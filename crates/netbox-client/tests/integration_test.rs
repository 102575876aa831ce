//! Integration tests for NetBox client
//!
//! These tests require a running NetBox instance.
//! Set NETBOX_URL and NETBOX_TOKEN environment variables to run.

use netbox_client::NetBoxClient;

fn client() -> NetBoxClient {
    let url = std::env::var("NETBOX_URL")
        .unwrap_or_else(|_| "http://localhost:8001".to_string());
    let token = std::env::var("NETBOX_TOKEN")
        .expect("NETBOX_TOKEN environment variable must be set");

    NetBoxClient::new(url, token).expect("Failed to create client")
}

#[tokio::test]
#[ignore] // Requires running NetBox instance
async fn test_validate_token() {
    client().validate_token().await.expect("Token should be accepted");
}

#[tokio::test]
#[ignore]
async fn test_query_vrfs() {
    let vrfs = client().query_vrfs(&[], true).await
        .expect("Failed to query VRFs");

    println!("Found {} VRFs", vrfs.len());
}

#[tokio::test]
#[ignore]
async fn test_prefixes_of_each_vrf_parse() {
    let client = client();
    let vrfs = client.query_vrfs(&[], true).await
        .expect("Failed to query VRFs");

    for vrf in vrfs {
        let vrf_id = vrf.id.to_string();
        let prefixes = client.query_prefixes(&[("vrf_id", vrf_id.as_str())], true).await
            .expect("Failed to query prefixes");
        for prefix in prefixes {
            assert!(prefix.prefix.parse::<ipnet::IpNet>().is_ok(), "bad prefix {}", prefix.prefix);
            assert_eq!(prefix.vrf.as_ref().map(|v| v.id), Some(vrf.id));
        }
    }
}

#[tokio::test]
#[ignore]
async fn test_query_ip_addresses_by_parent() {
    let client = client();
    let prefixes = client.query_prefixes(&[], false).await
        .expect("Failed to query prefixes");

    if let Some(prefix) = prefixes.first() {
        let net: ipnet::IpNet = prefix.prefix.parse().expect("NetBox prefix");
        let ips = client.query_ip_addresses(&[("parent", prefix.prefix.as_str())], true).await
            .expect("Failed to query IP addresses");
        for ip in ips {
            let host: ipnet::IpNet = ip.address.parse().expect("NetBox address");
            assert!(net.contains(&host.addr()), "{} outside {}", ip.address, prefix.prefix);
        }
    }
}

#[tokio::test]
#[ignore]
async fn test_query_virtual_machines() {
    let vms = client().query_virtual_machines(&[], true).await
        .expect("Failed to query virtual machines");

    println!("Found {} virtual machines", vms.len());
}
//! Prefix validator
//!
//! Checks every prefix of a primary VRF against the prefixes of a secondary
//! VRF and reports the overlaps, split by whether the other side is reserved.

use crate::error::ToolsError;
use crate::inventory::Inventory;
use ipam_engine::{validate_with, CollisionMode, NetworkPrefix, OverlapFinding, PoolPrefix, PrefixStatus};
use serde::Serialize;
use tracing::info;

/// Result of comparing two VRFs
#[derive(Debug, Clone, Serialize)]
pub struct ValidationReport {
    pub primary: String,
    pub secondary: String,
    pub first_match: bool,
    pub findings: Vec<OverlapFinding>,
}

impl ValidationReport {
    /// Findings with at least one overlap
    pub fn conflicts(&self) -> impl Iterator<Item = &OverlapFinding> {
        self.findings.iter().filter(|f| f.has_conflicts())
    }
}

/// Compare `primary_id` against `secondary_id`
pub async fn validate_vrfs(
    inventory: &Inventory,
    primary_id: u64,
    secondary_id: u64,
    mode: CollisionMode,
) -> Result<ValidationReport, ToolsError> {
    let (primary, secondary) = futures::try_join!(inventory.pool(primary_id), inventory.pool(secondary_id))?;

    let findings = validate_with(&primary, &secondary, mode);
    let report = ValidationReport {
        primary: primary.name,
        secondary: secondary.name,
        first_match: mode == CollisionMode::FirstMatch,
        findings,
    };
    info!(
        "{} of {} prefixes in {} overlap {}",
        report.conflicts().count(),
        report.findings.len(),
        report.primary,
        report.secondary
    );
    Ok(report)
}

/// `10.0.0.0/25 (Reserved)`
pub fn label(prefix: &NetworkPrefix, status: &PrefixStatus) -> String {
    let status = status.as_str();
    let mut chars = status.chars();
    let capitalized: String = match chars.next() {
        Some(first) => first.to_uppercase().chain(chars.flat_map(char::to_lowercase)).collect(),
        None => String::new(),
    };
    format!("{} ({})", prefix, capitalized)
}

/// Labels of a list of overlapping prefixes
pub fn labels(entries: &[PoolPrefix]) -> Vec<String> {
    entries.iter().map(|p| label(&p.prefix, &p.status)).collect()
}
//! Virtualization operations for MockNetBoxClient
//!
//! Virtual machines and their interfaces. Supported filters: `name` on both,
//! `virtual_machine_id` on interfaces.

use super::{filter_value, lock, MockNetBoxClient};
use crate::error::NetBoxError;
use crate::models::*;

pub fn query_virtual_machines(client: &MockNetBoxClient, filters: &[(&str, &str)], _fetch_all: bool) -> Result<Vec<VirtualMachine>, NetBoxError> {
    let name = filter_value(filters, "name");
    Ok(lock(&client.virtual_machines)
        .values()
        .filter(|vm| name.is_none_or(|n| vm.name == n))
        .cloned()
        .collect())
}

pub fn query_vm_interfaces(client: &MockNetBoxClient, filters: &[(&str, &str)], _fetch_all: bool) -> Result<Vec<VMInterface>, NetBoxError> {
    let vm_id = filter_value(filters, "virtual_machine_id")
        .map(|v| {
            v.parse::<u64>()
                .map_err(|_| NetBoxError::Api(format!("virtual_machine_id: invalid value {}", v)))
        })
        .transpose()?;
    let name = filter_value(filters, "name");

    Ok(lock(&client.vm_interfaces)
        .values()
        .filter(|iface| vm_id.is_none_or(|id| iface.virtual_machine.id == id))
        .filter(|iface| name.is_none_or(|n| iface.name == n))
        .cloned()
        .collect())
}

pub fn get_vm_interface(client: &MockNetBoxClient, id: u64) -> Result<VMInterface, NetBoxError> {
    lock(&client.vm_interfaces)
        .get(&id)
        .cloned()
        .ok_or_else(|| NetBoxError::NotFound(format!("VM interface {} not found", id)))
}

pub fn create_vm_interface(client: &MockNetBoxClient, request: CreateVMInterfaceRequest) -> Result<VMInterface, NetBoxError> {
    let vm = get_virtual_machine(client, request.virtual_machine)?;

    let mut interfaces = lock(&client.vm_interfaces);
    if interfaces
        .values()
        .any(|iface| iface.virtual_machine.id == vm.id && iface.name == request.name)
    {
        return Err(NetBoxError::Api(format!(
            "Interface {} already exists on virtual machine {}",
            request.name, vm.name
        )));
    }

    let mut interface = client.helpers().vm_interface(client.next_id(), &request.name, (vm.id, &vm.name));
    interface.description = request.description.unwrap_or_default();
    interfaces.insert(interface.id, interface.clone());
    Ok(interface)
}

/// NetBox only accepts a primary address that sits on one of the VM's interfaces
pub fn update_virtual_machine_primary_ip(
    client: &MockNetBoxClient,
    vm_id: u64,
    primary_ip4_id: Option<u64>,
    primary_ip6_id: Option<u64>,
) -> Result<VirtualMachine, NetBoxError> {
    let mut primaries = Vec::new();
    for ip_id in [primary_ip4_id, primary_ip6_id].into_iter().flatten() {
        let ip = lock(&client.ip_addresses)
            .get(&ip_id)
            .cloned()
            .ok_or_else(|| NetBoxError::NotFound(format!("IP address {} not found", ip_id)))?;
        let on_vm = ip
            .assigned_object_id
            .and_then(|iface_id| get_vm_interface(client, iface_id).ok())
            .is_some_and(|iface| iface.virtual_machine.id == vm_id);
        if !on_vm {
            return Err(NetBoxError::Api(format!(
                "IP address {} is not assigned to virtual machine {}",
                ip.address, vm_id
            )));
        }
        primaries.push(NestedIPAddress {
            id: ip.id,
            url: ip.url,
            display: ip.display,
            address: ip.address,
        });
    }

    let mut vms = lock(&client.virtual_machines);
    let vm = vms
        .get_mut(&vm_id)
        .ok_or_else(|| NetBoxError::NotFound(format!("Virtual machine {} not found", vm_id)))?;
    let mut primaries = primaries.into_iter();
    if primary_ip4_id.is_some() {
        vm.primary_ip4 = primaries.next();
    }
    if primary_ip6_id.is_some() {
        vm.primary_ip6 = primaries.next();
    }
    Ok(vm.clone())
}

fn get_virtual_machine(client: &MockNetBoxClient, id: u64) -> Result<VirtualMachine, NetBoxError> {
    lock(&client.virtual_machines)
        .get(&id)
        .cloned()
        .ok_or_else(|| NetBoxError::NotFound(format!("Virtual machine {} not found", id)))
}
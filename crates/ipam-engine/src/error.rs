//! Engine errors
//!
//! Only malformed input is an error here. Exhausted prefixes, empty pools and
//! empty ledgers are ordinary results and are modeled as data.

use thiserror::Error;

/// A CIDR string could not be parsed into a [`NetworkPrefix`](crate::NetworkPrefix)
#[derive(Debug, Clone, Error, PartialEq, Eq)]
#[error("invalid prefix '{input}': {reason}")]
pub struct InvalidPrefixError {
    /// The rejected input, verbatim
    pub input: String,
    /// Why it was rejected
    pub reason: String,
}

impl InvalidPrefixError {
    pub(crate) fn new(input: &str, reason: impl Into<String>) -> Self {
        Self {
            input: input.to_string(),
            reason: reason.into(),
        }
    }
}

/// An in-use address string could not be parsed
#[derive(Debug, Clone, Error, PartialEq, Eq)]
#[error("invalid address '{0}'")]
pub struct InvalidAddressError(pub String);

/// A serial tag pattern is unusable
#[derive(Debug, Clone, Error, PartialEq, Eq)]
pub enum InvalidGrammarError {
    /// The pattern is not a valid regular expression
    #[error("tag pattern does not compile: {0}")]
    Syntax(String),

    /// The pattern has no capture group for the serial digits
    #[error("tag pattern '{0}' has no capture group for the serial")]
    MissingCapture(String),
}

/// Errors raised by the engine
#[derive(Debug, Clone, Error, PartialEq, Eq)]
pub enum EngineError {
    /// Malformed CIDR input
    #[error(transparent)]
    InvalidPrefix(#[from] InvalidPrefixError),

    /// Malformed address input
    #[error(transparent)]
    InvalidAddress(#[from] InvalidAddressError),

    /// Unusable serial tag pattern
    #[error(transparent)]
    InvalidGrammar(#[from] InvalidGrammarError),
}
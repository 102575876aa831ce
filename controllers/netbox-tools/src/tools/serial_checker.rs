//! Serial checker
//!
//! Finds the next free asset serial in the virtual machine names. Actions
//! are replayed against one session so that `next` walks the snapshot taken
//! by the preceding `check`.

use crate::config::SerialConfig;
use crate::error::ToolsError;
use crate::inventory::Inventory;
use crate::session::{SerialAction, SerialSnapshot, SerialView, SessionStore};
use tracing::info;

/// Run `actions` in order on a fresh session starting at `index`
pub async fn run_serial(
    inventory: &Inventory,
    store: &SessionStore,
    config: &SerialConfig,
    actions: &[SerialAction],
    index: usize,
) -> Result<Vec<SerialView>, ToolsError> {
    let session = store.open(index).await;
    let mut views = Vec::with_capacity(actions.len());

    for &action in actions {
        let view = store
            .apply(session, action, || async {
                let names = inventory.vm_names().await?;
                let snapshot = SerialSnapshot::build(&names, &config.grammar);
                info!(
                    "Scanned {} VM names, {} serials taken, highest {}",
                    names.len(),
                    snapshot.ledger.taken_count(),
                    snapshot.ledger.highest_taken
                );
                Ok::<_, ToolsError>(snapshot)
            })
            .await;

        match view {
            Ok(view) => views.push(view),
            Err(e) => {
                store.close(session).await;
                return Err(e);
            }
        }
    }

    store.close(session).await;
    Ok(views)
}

^^^^^^^^

Problem statement: Among the entries above, find the line with "pub struct InvalidPrefixError" and the line with "pub enum InvalidGrammarError"; give again exactly these two lines and all lines between them.

Exercise solution:
pub struct InvalidPrefixError {
    /// The rejected input, verbatim
    pub input: String,
    /// Why it was rejected
    pub reason: String,
}

impl InvalidPrefixError {
    pub(crate) fn new(input: &str, reason: impl Into<String>) -> Self {
        Self {
            input: input.to_string(),
            reason: reason.into(),
        }
    }
}

/// An in-use address string could not be parsed
#[derive(Debug, Clone, Error, PartialEq, Eq)]
#[error("invalid address '{0}'")]
pub struct InvalidAddressError(pub String);

/// A serial tag pattern is unusable
#[derive(Debug, Clone, Error, PartialEq, Eq)]
pub enum InvalidGrammarError {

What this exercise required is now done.